O acidente que vitimou Juliana Marins no Monte Rinjani, na Indonésia, não é apenas uma tragédia pessoal – é um espelho incômodo sobre as fragilidades do turismo de aventura quando este se distancia do profissionalismo. Precisamos ser diretos: existe uma diferença fundamental entre viver uma aventura pessoal, com seus riscos, perigos e incertezas, e contratar um serviço de Turismo de Aventura. No primeiro caso, há liberdade individual. No segundo, há uma relação comercial de consumo, que exige dever de informação, profissionalismo, segurança e responsabilidade.
Juliana, pelo que se apurou, fazia uma viagem no estilo mochilão, como muitos de nós já fizemos. E nesse tipo de jornada econômica, buscar opções mais baratas é parte do jogo. Mas no turismo de aventura, o barato muitas vezes tem um custo alto demais, e o uso de equipamentos específicos, conhecimento técnico, protocolos de segurança, manutenção e capacitação constante são essenciais para uma experiência com riscos reduzidos. O turismo de aventura sério trabalha com risco, mas nunca com improviso.
O problema é maior quando se constata que o guia contratado por Juliana estava proibido pelas autoridades locais de atuar naquela trilha em razão de problemas anteriores. Era um guia/condutor pirata, fora de qualquer sistema de controle ou credenciamento. Não havia respaldo técnico, não havia um plano de atendimento a emergências. E talvez, mais grave, não havia como o consumidor saber disso com clareza. A ausência de plataformas públicas confiáveis, de fiscalização eficiente e de punição exemplar permite que esses “profissionais” sigam operando impunemente – não só na Indonésia, mas também no Brasil. A informalidade e o amadorismo não elevam os padrões de qualidade, segurança e sustentabilidade do Turismo de Aventura nem aqui, nem acolá!
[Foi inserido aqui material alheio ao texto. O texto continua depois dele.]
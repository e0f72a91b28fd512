use thiserror::Error;

#[derive(Error, Debug)]
pub enum Error {
    #[error("{0}")]
    Message(String),

    #[error("invalid {what}: {value:?}")]
    Parse { what: &'static str, value: String },
}

impl Error {
    #[must_use]
    pub fn message(message: impl Into<String>) -> Self {
        Self::Message(message.into())
    }

    #[must_use]
    pub fn parse(what: &'static str, value: impl Into<String>) -> Self {
        Self::Parse {
            what,
            value: value.into(),
        }
    }
}

impl FromMessage for Error {
    fn from_message(message: String) -> Self {
        Self::Message(message)
    }
}

pub type Result<T> = std::result::Result<T, Error>;

// ── Shared context trait ────────────────────────────────────────────────────

/// Error types that can be built from a plain message string.
///
/// Implement this for a crate's error type, then invoke [`impl_context!`] in
/// its error module to get `.context()` and `.with_context()` on `Result` and
/// `Option`.
pub trait FromMessage: Sized {
    fn from_message(message: String) -> Self;
}

/// Generate a crate-local `Context` trait with `.context()` and
/// `.with_context()` on `Result` and `Option`.
///
/// The invoking module must define `Error: FromMessage` and
/// `type Result<T> = std::result::Result<T, Error>`.
///
/// ```ignore
/// // in crates/foo/src/error.rs
/// lorebot_common::impl_context!();
/// ```
#[macro_export]
macro_rules! impl_context {
    () => {
        pub trait Context<T> {
            fn context(self, context: impl Into<String>) -> Result<T>;
            fn with_context<C, F>(self, f: F) -> Result<T>
            where
                C: Into<String>,
                F: FnOnce() -> C;
        }

        impl<T, E: std::fmt::Display> Context<T> for std::result::Result<T, E> {
            fn context(self, context: impl Into<String>) -> Result<T> {
                let ctx = context.into();
                self.map_err(|source| {
                    <Error as $crate::FromMessage>::from_message(format!("{ctx}: {source}"))
                })
            }

            fn with_context<C, F>(self, f: F) -> Result<T>
            where
                C: Into<String>,
                F: FnOnce() -> C,
            {
                self.map_err(|source| {
                    let ctx = f().into();
                    <Error as $crate::FromMessage>::from_message(format!("{ctx}: {source}"))
                })
            }
        }

        impl<T> Context<T> for Option<T> {
            fn context(self, context: impl Into<String>) -> Result<T> {
                self.ok_or_else(|| <Error as $crate::FromMessage>::from_message(context.into()))
            }

            fn with_context<C, F>(self, f: F) -> Result<T>
            where
                C: Into<String>,
                F: FnOnce() -> C,
            {
                self.ok_or_else(|| <Error as $crate::FromMessage>::from_message(f().into()))
            }
        }
    };
}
Trata-se de reconhecer que há responsabilidades compartilhadas: o Estado precisa fiscalizar, os operadores precisam atuar com ética e preparo técnico, e o consumidor precisa escolher com consciência. Porque o turismo de aventura é, sim, uma experiência que transforma. Mas quando é levado a sério.
No caso de Juliana, se não bastasse a situação do guia contratado, que estava legalmente impedido de conduzir turistas, o atrativo natural não dispunha de um plano de busca e salvamento para casos de acidentes. Por se tratar de uma trilha que ascende um vulcão com mais de 3 mil metros de altitude com condições meteorológicas muito instáveis e extremas, o resgate foi, infelizmente, demorado e ineficaz. Mas mesmo quando o contexto é adverso, é preciso haver preparação. No Brasil, já tivemos iniciativas como os GVBS – Grupos Voluntários de Busca e Salvamento criados no âmbito do Programa Aventura Segura da ABETA.
Essa proposta reunia profissionais de turismo de aventura locais, voluntários e organizados para atuar em parceria com a Defesa Civil nas operações de busca e resgates em acidentes com turistas. Essa iniciativa infelizmente não teve continuidade, e penso ser importante uma retomada desses GVBS integrados com os grupos da Defesa Civil. Porque resgatar vidas não é uma operação eventual. É parte da responsabilidade de quem atua nesse segmento. E não se trata de culpar a vítima. Trata-se de reconhecer que há responsabilidades compartilhadas: o Estado precisa fiscalizar, os operadores precisam atuar com ética e preparo técnico, e o consumidor precisa escolher com consciência. Porque o turismo de aventura é, sim, uma experiência que transforma. Mas quando é levado a sério. Quando é operado com responsabilidade, com transparência, com investimentos e com profissionalismo.
O que aconteceu com Juliana poderia ter acontecido com qualquer um e em qualquer lugar onde o risco real se mistura com negligência, imprudência ou imperícia. Que a trágica morte dela nos sirva de alerta e nos mova à ação. Porque o turismo de aventura só faz sentido se for seguro. E segurança, neste caso, não é opcional. É obrigação.